But presently her half-averted face began to haunt me as she had sat at the table, and her arm and the long droop of her shoulder.
The next day I did an unexampled thing. I sent a telegram to my uncle, "Bad temper not coming to business," and set off for Highgate and Ewart. He was actually at work—on a bust of Millie, and seemed very glad for any interruption.
"Ewart, you old Fool," I said, "knock off and come for a day's gossip. I'm rotten. There's a sympathetic sort of lunacy about you. Let's go to Staines and paddle up to Windsor."
"Girl?" said Ewart, putting down a chisel.

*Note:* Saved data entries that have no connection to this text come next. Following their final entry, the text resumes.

//! Health check handlers

use axum::{extract::State, http::StatusCode, response::IntoResponse, Json};
use serde::{Deserialize, Serialize};

use crate::state::AppState;

/// Health check response
#[derive(Debug, Serialize, Deserialize)]
pub struct HealthResponse {
    /// "healthy" or "degraded"
    pub status: String,

    pub service: String,

    #[serde(skip_serializing_if = "Option::is_none")]
    pub version: Option<String>,

    /// Monsters currently stored, when the store answered
    #[serde(skip_serializing_if = "Option::is_none")]
    pub monsters: Option<usize>,
}

/// Liveness probe.
///
/// 200 while the store answers, 503 otherwise.
pub async fn health(State(state): State<AppState>) -> impl IntoResponse {
    let monsters = match state.store().count().await {
        Ok(count) => Some(count),
        Err(e) => {
            tracing::warn!("Health check: store unavailable: {}", e);
            None
        }
    };

    let (status, label) = if monsters.is_some() {
        (StatusCode::OK, "healthy")
    } else {
        (StatusCode::SERVICE_UNAVAILABLE, "degraded")
    };

    let response = HealthResponse {
        status: label.to_string(),
        service: state.config().service.name.clone(),
        version: Some(env!("CARGO_PKG_VERSION").to_string()),
        monsters,
    };

    (status, Json(response))
}

#[cfg(test)]
mod tests {
    use super::*;
    use crate::models::NewMonster;

    #[tokio::test]
    async fn test_health_reports_monster_count() {
        let state = AppState::builder().build().unwrap();
        state.store().create(NewMonster::new("Agnes")).await.unwrap();

        let response = health(State(state)).await.into_response();
        assert_eq!(response.status(), StatusCode::OK);

        let bytes = axum::body::to_bytes(response.into_body(), usize::MAX)
            .await
            .unwrap();
        let body: HealthResponse = serde_json::from_slice(&bytes).unwrap();
        assert_eq!(body.status, "healthy");
        assert_eq!(body.service, "htmx-patterns");
        assert_eq!(body.monsters, Some(1));
    }
}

That was all I told him of my affair.
"I've got no money," he remarked, to clear up any ambiguity in my invitation.
We got a jar of shandy-gaff, some food, and, on Ewart's suggestion, two Japanese sunshades in Staines; we demanded extra cushions at the boathouse and we spent an enormously soothing day in discourse and meditation, our boat moored in a shady place this side of Windsor. I seem to remember Ewart with a cushion forward, only his heels and sunshade and some black ends of hair showing, a voice and no more, against the shining, smoothly-streaming mirror of the trees and bushes.
"It's not worth it," was the burthen of the voice.
"You'd better get yourself a Millie, Ponderevo, and then you wouldn't feel so upset."